■ INSTRUCTIONS FOR THE TASK
Establish how many lines in the material below include the word "moved", then give the count alone.
—————
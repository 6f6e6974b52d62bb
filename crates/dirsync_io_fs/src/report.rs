//! Sync report models and mutable report builder.

use std::collections::BTreeMap;
use std::fmt;
use std::path::PathBuf;

use crate::spec::{EnumSyncActionKind, SpecSyncAction, SpecSyncError};

/// Aggregate counters and diagnostics for one `sync_tree` run.
#[derive(Debug, Default, Clone)]
pub struct ReportSync {
    /// Entry names examined at compared directory levels.
    pub cnt_scanned: u64,
    /// Source-only entries materialized at the destination.
    pub cnt_added: u64,
    /// Destination-only entries moved to quarantine.
    pub cnt_deleted: u64,
    /// Differing entries replaced (old version moved to quarantine).
    pub cnt_updated: u64,
    /// Common files found equal.
    pub cnt_unchanged: u64,
    /// Entries left alone: unknown types, skipped links, permission failures.
    pub cnt_skipped: u64,
    /// Entries matching an ignore pattern.
    pub cnt_ignored: u64,
    /// Whether anything was (or, in dry-run, would be) moved to quarantine.
    pub if_quarantine_used: bool,
    /// Whether the run was a dry run.
    pub if_dry_run: bool,
    /// Applied actions in execution order.
    pub actions: Vec<SpecSyncAction>,
    /// Non-fatal warnings collected during traversal.
    pub warnings: Vec<String>,
    /// Per-entry recoverable failures.
    pub errors: Vec<SpecSyncError>,
}

impl ReportSync {
    /// Number of collected per-entry errors.
    pub fn error_count(&self) -> usize {
        self.errors.len()
    }

    /// Number of collected warnings.
    pub fn warning_count(&self) -> usize {
        self.warnings.len()
    }

    /// Whether the run changed (or would change) anything.
    pub fn has_changes(&self) -> bool {
        !self.actions.is_empty()
    }

    /// Destination paths of actions of one kind.
    pub fn paths_of(&self, kind: EnumSyncActionKind) -> Vec<&PathBuf> {
        self.actions
            .iter()
            .filter(|spec_action| spec_action.kind == kind)
            .map(|spec_action| &spec_action.path)
            .collect()
    }

    /// Machine-readable counters.
    pub fn to_dict(&self) -> BTreeMap<String, u64> {
        let mut dict_counts = BTreeMap::new();
        dict_counts.insert("cnt_scanned".to_string(), self.cnt_scanned);
        dict_counts.insert("cnt_added".to_string(), self.cnt_added);
        dict_counts.insert("cnt_deleted".to_string(), self.cnt_deleted);
        dict_counts.insert("cnt_updated".to_string(), self.cnt_updated);
        dict_counts.insert("cnt_unchanged".to_string(), self.cnt_unchanged);
        dict_counts.insert("cnt_skipped".to_string(), self.cnt_skipped);
        dict_counts.insert("cnt_ignored".to_string(), self.cnt_ignored);
        dict_counts.insert("cnt_errors".to_string(), self.error_count() as u64);
        dict_counts.insert("cnt_warnings".to_string(), self.warning_count() as u64);
        dict_counts
    }

    /// Human-readable one-line summary.
    pub fn format(&self, prefix: &str) -> String {
        let dict_counts = self.to_dict();
        format!(
            "{prefix} scanned={} added={} deleted={} updated={} unchanged={} skipped={} ignored={} errors={} warnings={}",
            dict_counts["cnt_scanned"],
            dict_counts["cnt_added"],
            dict_counts["cnt_deleted"],
            dict_counts["cnt_updated"],
            dict_counts["cnt_unchanged"],
            dict_counts["cnt_skipped"],
            dict_counts["cnt_ignored"],
            dict_counts["cnt_errors"],
            dict_counts["cnt_warnings"]
        )
    }
}

impl fmt::Display for ReportSync {
    fn fmt(&self, f: &mut fmt::Formatter<'_>) -> fmt::Result {
        write!(f, "{}", self.format("[SYNC]"))
    }
}

/// Mutable accumulator threaded through one run.
#[derive(Debug, Default, Clone)]
pub struct ReportSyncBuilder {
    /// See [`ReportSync::cnt_scanned`].
    pub cnt_scanned: u64,
    /// See [`ReportSync::cnt_unchanged`].
    pub cnt_unchanged: u64,
    /// See [`ReportSync::cnt_skipped`].
    pub cnt_skipped: u64,
    /// See [`ReportSync::cnt_ignored`].
    pub cnt_ignored: u64,
    /// See [`ReportSync::if_quarantine_used`].
    pub if_quarantine_used: bool,
    /// See [`ReportSync::actions`].
    pub actions: Vec<SpecSyncAction>,
    /// See [`ReportSync::warnings`].
    pub warnings: Vec<String>,
    /// See [`ReportSync::errors`].
    pub errors: Vec<SpecSyncError>,
}

impl ReportSyncBuilder {
    /// Increment one or more named counters by `value`.
    ///
    /// Unknown names are ignored.
    pub fn add_counts(&mut self, field_names: &[&str], value: u64) {
        for field_name in field_names {
            match *field_name {
                "cnt_scanned" => self.cnt_scanned += value,
                "cnt_unchanged" => self.cnt_unchanged += value,
                "cnt_skipped" => self.cnt_skipped += value,
                "cnt_ignored" => self.cnt_ignored += value,
                _ => {}
            }
        }
    }

    /// Increment skipped count by one.
    pub fn add_skipped(&mut self) {
        self.cnt_skipped += 1;
    }

    /// Record one action. Deletes and updates mark the quarantine as used.
    pub fn add_action(&mut self, kind: EnumSyncActionKind, path: PathBuf) {
        if matches!(
            kind,
            EnumSyncActionKind::Delete | EnumSyncActionKind::Update
        ) {
            self.if_quarantine_used = true;
        }
        self.actions.push(SpecSyncAction { kind, path });
    }

    /// Add warning message.
    pub fn add_warning(&mut self, warning: String) {
        self.warnings.push(warning);
    }

    /// Add one path-scoped error.
    pub fn add_error(&mut self, path: PathBuf, exception: String) {
        self.errors.push(SpecSyncError { path, exception });
    }

    /// Finalize builder into immutable report.
    pub fn build(self, if_dry_run: bool) -> ReportSync {
        let n_of = |kind: EnumSyncActionKind| {
            self.actions
                .iter()
                .filter(|spec_action| spec_action.kind == kind)
                .count() as u64
        };
        let cnt_added = n_of(EnumSyncActionKind::AddFile) + n_of(EnumSyncActionKind::AddDir);
        let cnt_deleted = n_of(EnumSyncActionKind::Delete);
        let cnt_updated = n_of(EnumSyncActionKind::Update);

        ReportSync {
            cnt_scanned: self.cnt_scanned,
            cnt_added,
            cnt_deleted,
            cnt_updated,
            cnt_unchanged: self.cnt_unchanged,
            cnt_skipped: self.cnt_skipped,
            cnt_ignored: self.cnt_ignored,
            if_quarantine_used: self.if_quarantine_used,
            if_dry_run,
            actions: self.actions,
            warnings: self.warnings,
            errors: self.errors,
        }
    }
}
—————
■ EXERCISE RESULT
3